Jacquemis is very much a nobody. Only the telfar crowd likes him and they have no money. That opening ceremony customer who spends every penny they have on clothes isnt enough to support a brand like Givenchy. Its not happening.


That whole NY scene look with tattoos like stickers and a nose ring isnt gonna sell to a rich b*tch in Gstaad. She may call the Gendiarme.
 
Last edited:
Today nothing can surprise me but Jacquemus has been very vocal about wanting to grow his own brand and so far, since he is obviously enjoying the fruits of his labor, taking a brand like Givenchy today won’t do anything special for him.

‘His brand is already successful and he is free. He has created a system that works for him and it’s good for him…
I’m not sure how long it’s gonna last because in France his work is very criticized from a creative and product POV.

I wouldn’t call him a nobody tho. He is extremely lazy as a designer but he is very good in marketing. He has created an identity for his brand.

However he hasn’t secured his place as a credible designer.
 
I honestly don't believe the Jacquemus rumor at all. I can remember what was happening when CWK left the brand, there was the strongest rumor of Matthew Williams being hired and then, the news about Dossena and the Meiers resurfaced out of the sudden, almost as if Givenchy had tried to distract the audience from their decision before the official announcement. That's why I'd rather believe in Nensi Dojaka being hired.
 
The only thing thats keeping the lights on at Jacquemus are the impressions the brand receives on social media. Plus he has an amazing marketing team
 
Jacquemus' survival is based on marketing. If he goes to another brand, he will have a similar fate as Alexander Wang bc his lack of design talent and range will be exposed.
I believe biggest factor in Wang's failure was the r*pe allegations. His brand was still going really well post-Balenciaga up to that point. I believe now that he has sold a minority share to a company in Asia.
The only thing thats keeping the lights on at Jacquemus are the impressions the brand receives on social media. Plus he has an amazing marketing team
I believe that Jacquemus admits that he was struggling up to 2016/17, when he had released that trio of hit collections along with the first edition of the Chiquito bag.
 
I believe biggest factor in Wang's failure was the r*pe allegations. His brand was still going really well post-Balenciaga up to that point. I believe now that he has sold a minority share to a company in Asia.
Here's the exact information (quoting Vogue Business):
Alexander Wang has secured his first-ever outside investment, a significant move for his hitherto family-owned brand as it attempts to recover from sexual assault allegations made against the designer in 2020.

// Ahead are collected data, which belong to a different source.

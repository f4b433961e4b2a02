// ABOUTME: Event listener registry mapping event types to ordered callback lists.
// ABOUTME: Dispatch isolates every callback so one failing or panicking listener never stops the rest.

use std::collections::HashMap;
use std::panic::{catch_unwind, AssertUnwindSafe};
use std::sync::Arc;

use crate::event::Event;
use crate::metrics;

/// A subscriber callback. Runs on the sync worker, so it must not block;
/// anything slow belongs in a spawned task.
pub type Listener = Arc<dyn Fn(&Event) -> anyhow::Result<()> + Send + Sync>;

/// Summary of one dispatch call.
#[derive(Debug, Clone, Copy, Default, PartialEq, Eq)]
pub struct DispatchOutcome {
    pub invoked: usize,
    pub failed: usize,
    pub panicked: usize,
}

/// Process-lifetime subscriptions keyed by event type.
///
/// Built once at startup, then shared behind an `Arc`. There is no
/// unsubscribe and no de-duplication: subscribing the same callback twice
/// runs it twice.
#[derive(Default)]
pub struct ListenerRegistry {
    listeners: HashMap<String, Vec<Listener>>,
}

impl ListenerRegistry {
    pub fn new() -> Self {
        Self::default()
    }

    /// Append `listener` to the callbacks for `event_type`.
    pub fn subscribe<F>(&mut self, event_type: &str, listener: F)
    where
        F: Fn(&Event) -> anyhow::Result<()> + Send + Sync + 'static,
    {
        self.listeners
            .entry(event_type.to_string())
            .or_default()
            .push(Arc::new(listener));
    }

    pub fn listener_count(&self, event_type: &str) -> usize {
        self.listeners.get(event_type).map(Vec::len).unwrap_or(0)
    }

    pub fn event_types(&self) -> Vec<String> {
        self.listeners.keys().cloned().collect()
    }

    /// Invoke every listener for `event.event_type` in registration order.
    ///
    /// `identity` is the local user the batch was synced for; it is attached
    /// to every failure log line.
    pub fn dispatch(&self, event: &Event, identity: &str) -> DispatchOutcome {
        let mut outcome = DispatchOutcome::default();
        let Some(listeners) = self.listeners.get(&event.event_type) else {
            return outcome;
        };

        for listener in listeners {
            outcome.invoked += 1;
            match catch_unwind(AssertUnwindSafe(|| listener(event))) {
                Ok(Ok(())) => {}
                Ok(Err(e)) => {
                    outcome.failed += 1;
                    metrics::record_listener_error(&event.event_type);
                    tracing::warn!(
                        user_id = %identity,
                        event_type = %event.event_type,
                        event_id = %event.event_id,
                        room_id = %event.room_id,
                        error = %e,
                        "Listener returned an error"
                    );
                }
                Err(payload) => {
                    outcome.panicked += 1;
                    metrics::record_listener_panic(&event.event_type);
                    tracing::error!(
                        user_id = %identity,
                        event_type = %event.event_type,
                        event_id = %event.event_id,
                        room_id = %event.room_id,
                        panic = %panic_message(payload.as_ref()),
                        backtrace = %std::backtrace::Backtrace::force_capture(),
                        "Listener panicked; continuing with remaining listeners"
                    );
                }
            }
        }

        outcome
    }
}

fn panic_message(payload: &(dyn std::any::Any + Send)) -> String {
    if let Some(s) = payload.downcast_ref::<&str>() {
        (*s).to_string()
    } else if let Some(s) = payload.downcast_ref::<String>() {
        s.clone()
    } else {
        "non-string panic payload".to_string()
    }
}
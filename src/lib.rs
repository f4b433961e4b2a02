// ABOUTME: Root library module exposing the bot's platform wiring
// ABOUTME: Config, SQLite storage, auto-join, built-in pollers, and the HTTP surface

pub mod autojoin;
pub mod config;
pub mod paths;
pub mod pollers;
pub mod server;
pub mod store;

// Re-export the ingestion core for convenience
pub use relaybot_core::metrics;
pub use relaybot_core::{ListenerRegistry, PollingScheduler, SyncClient, SyncConfig};
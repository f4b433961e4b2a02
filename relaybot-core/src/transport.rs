// ABOUTME: Client-server API calls used by the sync loop: filter creation, long-poll sync, room join.
// ABOUTME: SyncTransport is the seam tests replace; HttpTransport talks to a real homeserver with reqwest.

use anyhow::{Context, Result};
use async_trait::async_trait;
use serde::Deserialize;
use std::time::Duration;

use crate::event::SyncResponse;

/// Filter uploaded once per sync start: keeps timelines to a bounded window.
pub const DEFAULT_FILTER: &str = r#"{"room":{"timeline":{"limit":50}}}"#;

/// Extra time the HTTP client waits beyond the server-side long-poll timeout.
const REQUEST_TIMEOUT_MARGIN: Duration = Duration::from_secs(10);

#[async_trait]
pub trait SyncTransport: Send + Sync {
    /// Upload `filter_json` for `user_id`, returning the server's filter ID.
    async fn create_filter(&self, user_id: &str, filter_json: &str) -> Result<String>;

    /// One long-poll request. An empty `since` requests an initial sync.
    async fn sync(&self, since: &str, filter_id: &str, timeout_ms: u64) -> Result<SyncResponse>;

    async fn join_room(&self, room_id: &str) -> Result<()>;
}

#[derive(Debug, Deserialize)]
struct FilterResponse {
    filter_id: String,
}

/// reqwest-backed transport authenticated with an access token.
#[derive(Clone)]
pub struct HttpTransport {
    base_url: reqwest::Url,
    access_token: String,
    client: reqwest::Client,
}

impl HttpTransport {
    pub fn new(home_server: &str, access_token: &str) -> Result<Self> {
        let base = format!("{}/_matrix/client/r0", home_server.trim_end_matches('/'));
        let base_url = reqwest::Url::parse(&base)
            .with_context(|| format!("Invalid home server URL: {}", home_server))?;
        if base_url.cannot_be_a_base() {
            anyhow::bail!("Home server URL cannot be used as a base: {}", home_server);
        }
        Ok(Self {
            base_url,
            access_token: access_token.to_string(),
            client: reqwest::Client::new(),
        })
    }

    fn endpoint(&self, segments: &[&str]) -> reqwest::Url {
        let mut url = self.base_url.clone();
        if let Ok(mut path) = url.path_segments_mut() {
            path.pop_if_empty().extend(segments);
        }
        url
    }

    async fn check(response: reqwest::Response, what: &str) -> Result<reqwest::Response> {
        let status = response.status();
        if status.is_success() {
            return Ok(response);
        }
        let body = response.text().await.unwrap_or_default();
        let preview: String = body.chars().take(200).collect();
        anyhow::bail!("{} failed with HTTP {}: {}", what, status, preview)
    }
}

#[async_trait]
impl SyncTransport for HttpTransport {
    async fn create_filter(&self, user_id: &str, filter_json: &str) -> Result<String> {
        let filter: serde_json::Value =
            serde_json::from_str(filter_json).context("Filter is not valid JSON")?;
        let response = self
            .client
            .post(self.endpoint(&["user", user_id, "filter"]))
            .bearer_auth(&self.access_token)
            .json(&filter)
            .send()
            .await
            .context("Filter request failed")?;
        let response = Self::check(response, "Filter creation").await?;
        let body: FilterResponse = response
            .json()
            .await
            .context("Failed to decode filter response")?;
        Ok(body.filter_id)
    }

    async fn sync(&self, since: &str, filter_id: &str, timeout_ms: u64) -> Result<SyncResponse> {
        let mut query = vec![
            ("timeout", timeout_ms.to_string()),
            ("filter", filter_id.to_string()),
        ];
        if !since.is_empty() {
            query.push(("since", since.to_string()));
        }

        let response = self
            .client
            .get(self.endpoint(&["sync"]))
            .bearer_auth(&self.access_token)
            .query(&query)
            .timeout(Duration::from_millis(timeout_ms) + REQUEST_TIMEOUT_MARGIN)
            .send()
            .await
            .context("Sync request failed")?;
        let response = Self::check(response, "Sync").await?;
        let mut batch: SyncResponse = response
            .json()
            .await
            .context("Failed to decode sync response")?;
        batch.fill_room_ids();
        Ok(batch)
    }

    async fn join_room(&self, room_id: &str) -> Result<()> {
        let response = self
            .client
            .post(self.endpoint(&["join", room_id]))
            .bearer_auth(&self.access_token)
            .json(&serde_json::json!({}))
            .send()
            .await
            .context("Join request failed")?;
        Self::check(response, "Join").await?;
        Ok(())
    }
}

The deal has been in the works since just before the pandemic and is now coming together despite the impact of the allegations. Wang has confirmed the undisclosed minority investment from two China-based entities: venture capital fund Challenjers Capital and Youngor Group, an institutional investor whose main activities are clothes manufacturing and property development.
 
It looks like Lutz Huelle is to continue his collaboration with AZ Factory. The whole concept is still not clear to me though

Lutz Huelle, who nailed his first collaboration with AZ Factory in October, is back for an encore, and a recurrent role helming pre-collections, WWD has learned.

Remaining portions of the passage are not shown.